Decision Date08 September 2020
Docket NumberCIVIL ACTION NO. 3:18-CV-00769-RSE
PartiesMARK FERRIS PLAINTIFF v. COMMISSIONER OF SOCIAL SECURITY Andrew Saul DEFENDANT
CourtU.S. District Court — Western District of Kentucky
MEMORANDUM OPINION AND ORDER

Plaintiff, Mark Ferris ("Ferris"), seeks judicial review under 42 U.S.C. § 405(g) of a final adverse decision by Defendant, Commissioner of Social Security ("Commissioner"), to reduce the amount of his retirement insurance benefit in accordance with Section 215 of the Social Security Act, otherwise known as the "Windfall Elimination Provision." See generally (DN 1); see also (DN 20). Both Ferris (DN 20-2) and the Commissioner (DN 23) filed a Fact and Law Summary. Fully briefed, this matter is ripe for adjudication.

Pursuant to 28 U.S.C. § 636(c) and Fed. R. Civ. P. 73, the parties voluntarily consented to the undersigned United States Magistrate Judge conducting all further proceedings in this case, including issuance of a memorandum opinion and entry of judgment, with direct review by the Sixth Circuit Court of Appeals in the event an appeal is filed. (DN 18). For the reasons set forth herein, the final decision of the Commissioner is AFFIRMED, and Ferris' Motion for Summary Judgment (DN 20) is DENIED.

I. BACKGROUND
a. Statement of Facts

Ferris was employed as a dual status technician with the Kentucky Air National Guard from March 2, 1975 until April 12, 2007. Tr. 76. As a dual status technician, Ferris was required to retain membership in the National Guard. Id. If Ferris separated from the National Guard, he would have lost his position as a dual status technician. Id. Ferris served as a member in the National Guard from 1978 to 2007. Tr. 28.

Congress created the position of dual status technician under the National Guard Technician Act of 1968. Pub.

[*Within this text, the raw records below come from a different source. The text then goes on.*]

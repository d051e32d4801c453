// Copyright 2025 The ChromiumOS Authors
// Use of this source code is governed by a BSD-style license that can be
// found in the LICENSE file.

//! Core of an AV1 software decoder.
//!
//! This crate provides the pieces of an AV1 decoder that govern memory ownership and symbol
//! decoding, independently of the pixel processing stages:
//!
//! * The [adaptive symbol decoder](codec::av1::entropy::EntropyDecoder) used by every parsing
//!   stage of a tile, together with the [CDF tables](codec::av1::cdf::SymbolDecoderContext) it
//!   adapts.
//! * A [pool](decoder::buffer_pool::BufferPool) of reference-counted frames, backed by an
//!   injectable [frame buffer allocator](decoder::frame_buffer::FrameBufferAllocator).
//! * The [decoder](decoder::av1::Av1Decoder) that drives the frame lifecycle: acquiring a frame,
//!   decoding its tiles, updating the reference frames and publishing the output.
//!
//! OBU parsing and tile reconstruction are provided by the client through the
//! [`ObuParser`](decoder::av1::ObuParser) and [`TileDecoder`](decoder::av1::TileDecoder) traits.

pub mod codec;
pub mod decoder;
pub mod utils;

#[derive(Copy, Clone, Debug, Default, PartialEq, Eq)]
pub struct Resolution {
    pub width: u32,
    pub height: u32,
}

/// Layout of the planes of a decoded frame.
#[derive(Copy, Clone, Debug, Default, PartialEq, Eq, Hash)]
pub enum ImageFormat {
    #[default]
    Yuv420,
    Yuv422,
    Yuv444,
    Monochrome400,
}

impl ImageFormat {
    pub fn new(is_monochrome: bool, subsampling_x: u32, subsampling_y: u32) -> Self {
        if is_monochrome {
            return ImageFormat::Monochrome400;
        }

        match (subsampling_x, subsampling_y) {
            (0, 0) => ImageFormat::Yuv444,
            (1, 0) => ImageFormat::Yuv422,
            _ => ImageFormat::Yuv420,
        }
    }

    /// Number of planes carried by frames of this format.
    pub fn num_planes(&self) -> usize {
        match self {
            ImageFormat::Monochrome400 => 1,
            _ => 3,
        }
    }
}
#[cfg(test)]
mod tests {
    use super::*;

    const STREAM: [u8; 12] =
        [0x3c, 0x5a, 0xa5, 0x96, 0x12, 0x34, 0x56, 0x78, 0x9a, 0xbc, 0xde, 0xf0];

    /// Inverted CDF of `n` equiprobable symbols, counter included.
    fn uniform_cdf(n: usize) -> Vec<u16> {
        let mut cdf: Vec<u16> = (1..n).map(|i| (32768 - (32768 * i) / n) as u16).collect();
        cdf.extend_from_slice(&[0, 0]);
        cdf
    }

    #[test]
    fn equiprobable_bits() {
        let mut decoder = EntropyDecoder::new(&[0x80, 0x00], false);
        let bits: Vec<u32> = (0..8).map(|_| decoder.read_bit()).collect();
        assert_eq!(bits, [1, 0, 0, 0, 0, 0, 0, 0]);

        let mut decoder = EntropyDecoder::new(&[0x00, 0x00], false);
        assert!((0..8).all(|_| decoder.read_bit() == 0));

        let mut decoder = EntropyDecoder::new(&[0xff, 0xff], false);
        assert!((0..8).all(|_| decoder.read_bit() == 1));
    }

    #[test]
    fn half_probability_bool_matches_bits() {
        let cdf = [16384, 0, 0];
        let mut decoder = EntropyDecoder::new(&[0x80, 0x00], false);
        let values: Vec<bool> =
            (0..8).map(|_| decoder.read_bool_without_cdf_update(&cdf)).collect();
        assert_eq!(values, [true, false, false, false, false, false, false, false]);

        let mut cdf = [16384, 0, 0];
        let mut decoder = EntropyDecoder::new(&[0x80, 0x00], false);
        assert!(decoder.read_bool(&mut cdf));
        assert!(!decoder.read_bool(&mut cdf));
        assert_eq!(cdf, [16384, 0, 0]);
    }

    #[test]
    fn literals() {
        let mut decoder = EntropyDecoder::new(&STREAM, false);
        assert_eq!(decoder.read_literal(32), Ok(1009050439));
        assert_eq!(decoder.read_literal(16), Ok(56758));
        assert_eq!(decoder.read_literal(0), Ok(0));
        assert_eq!(decoder.read_literal(33), Err(EntropyDecoderError::TooManyBitsRequested(33)));
    }

    #[test]
    fn adaptive_symbols() {
        let mut cdf4 = [24576, 16384, 8192, 0, 0];
        let mut cdf_bool = [16384, 0, 0];
        let mut cdf8 = [28672, 24576, 20480, 16384, 12288, 8192, 4096, 0, 0];

        let mut decoder = EntropyDecoder::new(&STREAM, true);
        assert_eq!(decoder.read_literal(4), Ok(3));

        let mut decoded = vec![];
        for _ in 0..6 {
            decoded.push((
                decoder.read_symbol_n::<4>(&mut cdf4),
                decoder.read_bool(&mut cdf_bool),
                decoder.read_symbol_n::<8>(&mut cdf8),
            ));
        }

        assert_eq!(
            decoded,
            [
                (3, false, 0),
                (2, false, 5),
                (3, false, 6),
                (3, true, 2),
                (0, false, 2),
                (2, true, 3)
            ]
        );
        assert_eq!(cdf4, [25004, 18232, 9537, 0, 6]);
        assert_eq!(cdf_bool, [14971, 0, 6]);
        assert_eq!(cdf8, [28507, 25121, 19785, 15376, 11990, 7703, 3387, 0, 6]);
    }

    #[test]
    fn sixteen_symbols() {
        let mut cdf = uniform_cdf(16);
        assert_eq!(cdf[0], 30720);

        let mut decoder = EntropyDecoder::new(&STREAM, true);
        let symbols: Vec<usize> = (0..10).map(|_| decoder.read_symbol_n::<16>(&mut cdf)).collect();

        assert_eq!(symbols, [3, 12, 10, 3, 8, 5, 8, 11, 14, 9]);
        assert_eq!(
            cdf,
            [
                31274, 29783, 28292, 25185, 23694, 21303, 19812, 18322, 15027, 12514, 10204,
                7752, 5467, 3976, 1494, 0, 10
            ]
        );
    }

    #[test]
    fn binary_search_matches_linear_scan() {
        let data: Vec<u8> = (0..256u32).map(|i| (i.wrapping_mul(2654435761) >> 13) as u8).collect();

        for n in 2..=16 {
            let mut linear = EntropyDecoder::new(&data, false);
            let mut binary = EntropyDecoder::new(&data, false);
            let cdf = uniform_cdf(n);

            for _ in 0..200 {
                assert_eq!(
                    linear.read_symbol_linear_search(&cdf, n),
                    binary.read_symbol_binary_search(&cdf, n),
                    "symbol count {}",
                    n
                );
            }
        }
    }

    #[test]
    fn decoding_is_deterministic() {
        let decode = || {
            let mut cdf = uniform_cdf(7);
            let mut decoder = EntropyDecoder::new(&STREAM, true);
            let symbols: Vec<usize> = (0..40).map(|_| decoder.read_symbol(&mut cdf, 7)).collect();
            (symbols, cdf)
        };

        assert_eq!(decode(), decode());
    }

    #[test]
    fn disabled_updates_keep_cdf() {
        let mut cdf = uniform_cdf(11);
        let original = cdf.clone();
        let mut decoder = EntropyDecoder::new(&STREAM, false);
        assert!(!decoder.allow_update_cdf());

        for _ in 0..30 {
            decoder.read_symbol_n::<11>(&mut cdf);
        }
        assert_eq!(cdf, original);
    }

    #[test]
    fn adaptation_saturates() {
        let data = [0u8; 64];
        let mut cdf = uniform_cdf(5);
        let mut decoder = EntropyDecoder::new(&data, true);

        for _ in 0..200 {
            let symbol = decoder.read_symbol_n::<5>(&mut cdf);
            assert!(symbol < 5);
            assert!(cdf[..4].windows(2).all(|w| w[0] >= w[1]));
            assert!(cdf[0] <= CDF_MAX_PROBABILITY);
            assert_eq!(cdf[4], 0);
        }
        assert_eq!(cdf[5], CDF_MAX_COUNTER);
    }

    #[test]
    fn reading_past_the_end() {
        let mut decoder = EntropyDecoder::new(&[0xab], false);
        let bits: Vec<u32> = (0..40).map(|_| decoder.read_bit()).collect();
        assert_eq!(
            bits,
            [
                1, 0, 1, 0, 1, 0, 1, 1, 0, 0, 0, 0, 0, 1, 0, 1, 0, 1, 0, 0, 1, 1, 1, 1, 1, 0, 1,
                0, 1, 0, 1, 1, 0, 0, 0, 0, 0, 1, 0, 1
            ]
        );

        let mut decoder = EntropyDecoder::new(&[], true);
        let mut cdf = uniform_cdf(16);
        for _ in 0..1000 {
            assert!(decoder.read_symbol(&mut cdf, 16) < 16);
        }
    }
}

L. No. 90-486, § 2(1), 82 Stat. 755, 755-56 (codified at 32 U.S.C. § 709). By statute, a National Guard dual status technician "is a Federal civilian employee" who "is assigned to a civilian position as a technician" while maintaining membership in the National Guard. 10 U.S.C. § 10216(a)(1); see also 32 U.S.C. § 709(e) (providing that National Guard dual status technicians are employees of both the United States and either the Department of the Army or the Department of the Air Force). These technicians are responsible for "the organizing, administering, instructing, or training of the National Guard" or "the maintenance and repair of supplies issued to the National Guard or the armed forces." 32 U.S.C. § 709(a)(1)-(2); accord 10 U.S.C. § 10216(a)(1)(C). The job also requires that dual status technicians satisfy various military-service requirements, including participating in inactive-duty training, wearing a uniform, complying with military standards of conduct, meeting physical requirements, and they must be available for active deployment. See Perpich v. Department of Defense, 496 U.S. 334, 348 (1990) (explaining that all National Guard members effectively "must keep three hats in their closets—a civilian hat, a state militia hat, and an army hat—only one of which is worn at any particular time.").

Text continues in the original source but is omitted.